Scan the entries below. List each line with "queries".

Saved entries
-- Opening Marker --

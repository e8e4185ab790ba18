use std::sync::Arc;

use axum::extract::State;
use axum::Json;
use chrono::Utc;
use serde::{Deserialize, Serialize};
use uuid::Uuid;

use crate::db::queries;
use crate::errors::AppError;
use crate::models::{Profile, Role, Vendor, VendorStatus};
use crate::state::AppState;

fn new_profile(full_name: &str, email: &str, phone: &str, role: Role) -> Profile {
    let now = Utc::now().naive_utc();
    Profile {
        id: Uuid::new_v4().to_string(),
        full_name: full_name.trim().to_string(),
        email: email.trim().to_string(),
        phone: phone.trim().to_string(),
        role,
        api_key: Uuid::new_v4().to_string(),
        created_at: now,
        updated_at: now,
    }
}

fn require_fields(fields: &[(&str, &str)]) -> Result<(), AppError> {
    for (name, value) in fields {
        if value.trim().is_empty() {
            return Err(AppError::Validation(format!("{name} is required")));
        }
    }
    Ok(())
}

fn create_profile_checked(conn: &rusqlite::Connection, profile: &Profile) -> Result<(), AppError> {
    if let Err(e) = queries::create_profile(conn, profile) {
        if queries::is_unique_violation(&e) {
            return Err(AppError::Validation("email already registered".to_string()));
        }
        return Err(e.into());
    }
    Ok(())
}

// POST /api/register/tourist
#[derive(Deserialize)]
pub struct RegisterTouristRequest {
    pub full_name: String,
    pub email: String,
    pub phone: String,
}

#[derive(Serialize)]
pub struct TouristRegistrationResponse {
    pub profile: Profile,
    /// Returned once at registration; all later calls authenticate with it.
    pub api_key: String,
}

pub async fn register_tourist(
    State(state): State<Arc<AppState>>,
    Json(body): Json<RegisterTouristRequest>,
) -> Result<Json<TouristRegistrationResponse>, AppError> {
    require_fields(&[
        ("full_name", &body.full_name),
        ("email", &body.email),
        ("phone", &body.phone),
    ])?;

    let profile = new_profile(&body.full_name, &body.email, &body.phone, Role::Tourist);

    {
        let db = state.db.lock().unwrap();
        create_profile_checked(&db, &profile)?;
    }

    tracing::info!(profile_id = %profile.id, "tourist registered");
    let api_key = profile.api_key.clone();
    Ok(Json(TouristRegistrationResponse { profile, api_key }))
}

// POST /api/register/vendor
#[derive(Deserialize)]
pub struct RegisterVendorRequest {
    pub full_name: String,
    pub email: String,
    pub phone: String,
    pub business_name: String,
    pub description: Option<String>,
}

#[derive(Serialize)]
pub struct VendorRegistrationResponse {
    pub profile: Profile,
    pub vendor: Vendor,
    pub api_key: String,
}

pub async fn register_vendor(
    State(state): State<Arc<AppState>>,
    Json(body): Json<RegisterVendorRequest>,
) -> Result<Json<VendorRegistrationResponse>, AppError> {
    require_fields(&[
        ("full_name", &body.full_name),
        ("email", &body.email),
        ("phone", &body.phone),
        ("business_name", &body.business_name),
    ])?;

    let profile = new_profile(&body.full_name, &body.email, &body.phone, Role::Vendor);
    let now = Utc::now().naive_utc();
    let vendor = Vendor {
        id: Uuid::new_v4().to_string(),
        profile_id: profile.id.clone(),
        business_name: body.business_name.trim().to_string(),
        description: body.description.clone(),
        status: VendorStatus::Pending,
        created_at: now,
        updated_at: now,
    };

    {
        let db = state.db.lock().unwrap();
        // One transaction: a failed vendor insert must not leave an orphan
        // profile holding the email.
        let tx = db.unchecked_transaction()?;
        create_profile_checked(&tx, &profile)?;
        queries::create_vendor(&tx, &vendor)?;
        tx.commit()?;
    }

    tracing::info!(
        vendor_id = %vendor.id,
        business_name = %vendor.business_name,
        "vendor registered, awaiting approval"
    );
    let api_key = profile.api_key.clone();
    Ok(Json(VendorRegistrationResponse {
        profile,
        vendor,
        api_key,
    }))
}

-- Closing Marker --

* _Reply_
use crate::db::queries;
    if let Err(e) = queries::create_profile(conn, profile) {
        if queries::is_unique_violation(&e) {
        queries::create_vendor(&tx, &vendor)?;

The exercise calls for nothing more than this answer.